The goal of this project was to determine if soluble iron ions can form complexes with
high molecular weight root exudates of Salicornia. The results will aid in the understanding of
the role that Salicornia plays in the mobility of Iron in saltmarsh soils. It is hypothesized that if
Salicornia plants are exposed to soluble Fe (III) then these ions will be incorporated into root
exudates and available to quench fluorescence of exudates.
MATERIALS AND METHODS
To imitate the environment of the Salicornia, 3 trays of 50 samples each were made filled
with a mixture of peat moss and sand (Fig. 4 and 5). The reason for the use of peat moss and
sand was not only because it was the closest to the marshy environment but also because the
nutrient heavy peat moss was balanced by the sand, in a mixture where the ratio was 1:1. Each
sample was sprinkled with Salicornia seeds and was given a 14 weeks to grow. Again to imitate
the natural environment, the trays were watered with a .30 molar solution of Sodium Chloride.

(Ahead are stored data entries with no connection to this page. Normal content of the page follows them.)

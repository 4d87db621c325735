use crate::embeddings::{Embedder, HashingEmbedder};
use crate::error::{http_cause, IndexError};
use crate::models::{FlatMetadata, MetadataValue, RetrievalResult};
use crate::store::{IndexRecord, MetadataFilter};
use crate::traits::VectorIndex;
use async_trait::async_trait;
use reqwest::{Client, Response};
use serde_json::{json, Value};
use url::Url;
use uuid::Uuid;

const TEXT_FIELD: &str = "text";
const CHUNK_ID_FIELD: &str = "chunk_id";

/// REST adapter for a Qdrant collection using Euclidean distance.
pub struct QdrantIndex {
    endpoint: Url,
    collection: String,
    client: Client,
    embedder: HashingEmbedder,
}

impl QdrantIndex {
    pub fn new(endpoint: &str, collection: impl Into<String>) -> Result<Self, IndexError> {
        let mut endpoint = Url::parse(endpoint)?;
        if !endpoint.path().ends_with('/') {
            let path = format!("{}/", endpoint.path());
            endpoint.set_path(&path);
        }
        Ok(Self {
            endpoint,
            collection: collection.into(),
            client: Client::new(),
            embedder: HashingEmbedder::default(),
        })
    }

    fn url(&self, suffix: &str) -> Result<Url, IndexError> {
        Ok(self
            .endpoint
            .join(&format!("collections/{}{}", self.collection, suffix))?)
    }

    /// Creates the collection when it does not exist yet.
    pub async fn ensure_collection(&self) -> Result<(), IndexError> {
        let existing = self
            .client
            .get(self.url("")?)
            .send()
            .await
            .map_err(request_error)?;
        if existing.status().is_success() {
            return Ok(());
        }
        if existing.status().as_u16() != 404 {
            return Err(backend_error(existing.status().to_string()));
        }

        let response = self
            .client
            .put(self.url("")?)
            .json(&json!({
                "vectors": {
                    "size": self.embedder.dimensions(),
                    "distance": "Euclid",
                }
            }))
            .send()
            .await
            .map_err(request_error)?;
        expect_success(response).await.map(|_| ())
    }

    fn point_id(chunk_id: &str) -> Uuid {
        Uuid::new_v5(&Uuid::NAMESPACE_OID, chunk_id.as_bytes())
    }
}

#[async_trait]
impl VectorIndex for QdrantIndex {
    async fn upsert(&self, record: IndexRecord) -> Result<(), IndexError> {
        self.upsert_batch(vec![record]).await.map(|_| ())
    }

    async fn upsert_batch(&self, records: Vec<IndexRecord>) -> Result<usize, IndexError> {
        if records.is_empty() {
            return Ok(0);
        }

        let points = records
            .iter()
            .map(|record| -> Result<Value, IndexError> {
                let mut payload = serde_json::to_value(&record.metadata)?;
                if let Value::Object(fields) = &mut payload {
                    fields.insert(TEXT_FIELD.to_string(), json!(record.text));
                    fields.insert(CHUNK_ID_FIELD.to_string(), json!(record.id));
                }
                Ok(json!({
                    "id": Self::point_id(&record.id).to_string(),
                    "vector": self.embedder.embed(&record.text),
                    "payload": payload,
                }))
            })
            .collect::<Result<Vec<_>, IndexError>>()?;

        let response = self
            .client
            .put(self.url("/points?wait=true")?)
            .json(&json!({ "points": points }))
            .send()
            .await
            .map_err(request_error)?;
        expect_success(response).await?;
        Ok(records.len())
    }

    async fn query(
        &self,
        text: &str,
        k: usize,
        filter: Option<&MetadataFilter>,
    ) -> Result<Vec<RetrievalResult>, IndexError> {
        let mut body = json!({
            "vector": self.embedder.embed(text),
            "limit": k,
            "with_payload": true,
        });
        if let Some(filter) = filter.filter(|filter| !filter.is_empty()) {
            body["filter"] = filter_json(filter);
        }

        let response = self
            .client
            .post(self.url("/points/search")?)
            .json(&body)
            .send()
            .await
            .map_err(request_error)?;
        let parsed = expect_success(response).await?;

        let hits = parsed
            .pointer("/result")
            .and_then(Value::as_array)
            .cloned()
            .ok_or_else(|| backend_error("missing result".to_string()))?;

        let mut results = Vec::with_capacity(hits.len());
        for hit in hits {
            // Euclid scores are plain distances; the local index ranks by the square.
            let score = hit
                .pointer("/score")
                .and_then(Value::as_f64)
                .ok_or_else(|| backend_error("missing score".to_string()))?;
            let mut payload = hit
                .pointer("/payload")
                .and_then(Value::as_object)
                .cloned()
                .unwrap_or_default();
            let text = payload
                .remove(TEXT_FIELD)
                .and_then(|value| value.as_str().map(str::to_string))
                .unwrap_or_default();
            let doc_id = payload
                .remove(CHUNK_ID_FIELD)
                .and_then(|value| value.as_str().map(str::to_string))
                .unwrap_or_default();
            let metadata: FlatMetadata = payload
                .into_iter()
                .map(|(key, value)| (key, MetadataValue::from(value)))
                .collect();

            results.push(RetrievalResult {
                text,
                metadata,
                distance: score * score,
                doc_id,
            });
        }

        Ok(results)
    }

    async fn delete(&self, filter: &MetadataFilter) -> Result<(), IndexError> {
        let response = self
            .client
            .post(self.url("/points/delete?wait=true")?)
            .json(&json!({ "filter": filter_json(filter) }))
            .send()
            .await
            .map_err(request_error)?;
        expect_success(response).await.map(|_| ())
    }

    async fn count(&self) -> Result<usize, IndexError> {
        let response = self
            .client
            .post(self.url("/points/count")?)
            .json(&json!({ "exact": true }))
            .send()
            .await
            .map_err(request_error)?;
        let parsed = expect_success(response).await?;
        parsed
            .pointer("/result/count")
            .and_then(Value::as_u64)
            .map(|count| count as usize)
            .ok_or_else(|| backend_error("missing count".to_string()))
    }

    async fn clear(&self) -> Result<(), IndexError> {
        self.delete(&MetadataFilter::default()).await
    }
}

fn filter_json(filter: &MetadataFilter) -> Value {
    let must: Vec<Value> = filter
        .clauses()
        .iter()
        .map(|(key, value)| json!({ "key": key, "match": { "value": value } }))
        .collect();
    json!({ "must": must })
}

fn request_error(error: reqwest::Error) -> IndexError {
    IndexError::Request(http_cause(&error))
}

fn backend_error(details: String) -> IndexError {
    IndexError::BackendResponse {
        backend: "qdrant".to_string(),
        details,
    }
}

async fn expect_success(response: Response) -> Result<Value, IndexError> {
    if !response.status().is_success() {
        return Err(backend_error(response.status().to_string()));
    }
    response.json().await.map_err(request_error)
}

#[cfg(test)]
mod tests {
    use super::*;
    use mockito::{Matcher, Server};

    #[tokio::test]
    async fn search_maps_payload_back_to_results() -> Result<(), Box<dyn std::error::Error>> {
        let mut server = Server::new_async().await;
        let mock = server
            .mock("POST", "/collections/clinical_docs/points/search")
            .match_body(Matcher::PartialJson(json!({
                "limit": 2,
                "filter": { "must": [{ "key": "patient_id", "match": { "value": "p-1" } }] }
            })))
            .with_status(200)
            .with_header("content-type", "application/json")
            .with_body(
                json!({
                    "result": [{
                        "id": "2f1c0c57-4a43-5e43-9a0e-000000000000",
                        "score": 1.5,
                        "payload": {
                            "text": "Vitals stable.",
                            "chunk_id": "note_0_abcd",
                            "source": "note.txt",
                            "chunk_index": 0
                        }
                    }]
                })
                .to_string(),
            )
            .create_async()
            .await;

        let index = QdrantIndex::new(&server.url(), "clinical_docs")?;
        let filter = MetadataFilter::eq("patient_id", "p-1");
        let results = index.query("vitals", 2, Some(&filter)).await?;

        mock.assert_async().await;
        assert_eq!(results.len(), 1);
        assert_eq!(results[0].text, "Vitals stable.");
        assert_eq!(results[0].doc_id, "note_0_abcd");
        assert_eq!(results[0].source(), "note.txt");
        assert_eq!(results[0].metadata["chunk_index"], MetadataValue::Integer(0));
        assert!(!results[0].metadata.contains_key("text"));
        assert!((results[0].distance - 2.25).abs() < 1e-9);
        Ok(())
    }

    async fn search_against(body: Value) -> Result<Vec<RetrievalResult>, IndexError> {
        let mut server = Server::new_async().await;
        let _mock = server
            .mock("POST", "/collections/clinical_docs/points/search")
            .with_status(200)
            .with_header("content-type", "application/json")
            .with_body(body.to_string())
            .create_async()
            .await;
        let index = QdrantIndex::new(&server.url(), "clinical_docs")?;
        index.query("vitals", 3, None).await
    }

    #[tokio::test]
    async fn hit_without_score_is_a_backend_error() {
        let body = json!({
            "result": [{
                "id": "2f1c0c57-4a43-5e43-9a0e-000000000000",
                "payload": { "text": "Vitals stable.", "chunk_id": "note_0_abcd" }
            }]
        });
        assert!(matches!(
            search_against(body).await,
            Err(IndexError::BackendResponse { .. })
        ));
    }

    #[tokio::test]
    async fn search_body_without_result_is_a_backend_error() {
        assert!(matches!(
            search_against(json!({ "status": "ok" })).await,
            Err(IndexError::BackendResponse { .. })
        ));
    }

    #[tokio::test]
    async fn empty_result_list_is_no_hits() -> Result<(), Box<dyn std::error::Error>> {
        let results = search_against(json!({ "result": [], "status": "ok" })).await?;
        assert!(results.is_empty());
        Ok(())
    }

    #[tokio::test]
    async fn failed_upsert_surfaces_backend_status() -> Result<(), Box<dyn std::error::Error>> {
        let mut server = Server::new_async().await;
        let _mock = server
            .mock(
                "PUT",
                Matcher::Regex(r"^/collections/clinical_docs/points".to_string()),
            )
            .with_status(503)
            .create_async()
            .await;

        let index = QdrantIndex::new(&server.url(), "clinical_docs")?;
        let error = index
            .upsert(IndexRecord {
                id: "note_0_abcd".to_string(),
                text: "text".to_string(),
                metadata: FlatMetadata::new(),
            })
            .await
            .unwrap_err();
        assert!(matches!(error, IndexError::BackendResponse { .. }));
        Ok(())
    }

    #[tokio::test]
    async fn count_reads_exact_total() -> Result<(), Box<dyn std::error::Error>> {
        let mut server = Server::new_async().await;
        let _mock = server
            .mock("POST", "/collections/clinical_docs/points/count")
            .with_status(200)
            .with_body(r#"{"result":{"count":7},"status":"ok"}"#)
            .create_async()
            .await;

        let index = QdrantIndex::new(&server.url(), "clinical_docs")?;
        assert_eq!(index.count().await?, 7);
        Ok(())
    }

    #[test]
    fn point_ids_are_stable() {
        assert_eq!(
            QdrantIndex::point_id("note_0_abcd"),
            QdrantIndex::point_id("note_0_abcd")
        );
        assert_ne!(
            QdrantIndex::point_id("note_0_abcd"),
            QdrantIndex::point_id("note_1_abcd")
        );
    }
}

After the Salicornia were grown, they were individually removed from their trays for
their roots (Fig. 6).The roots of the Salicornia will provide the root exudates that will be stored in
individual containers and then put into an ultrasonic bath. The roots were removed and carefully
washed on a petri dish with a wash bottle until the dirt was rinsed off of the roots (Fig. 7 and 8).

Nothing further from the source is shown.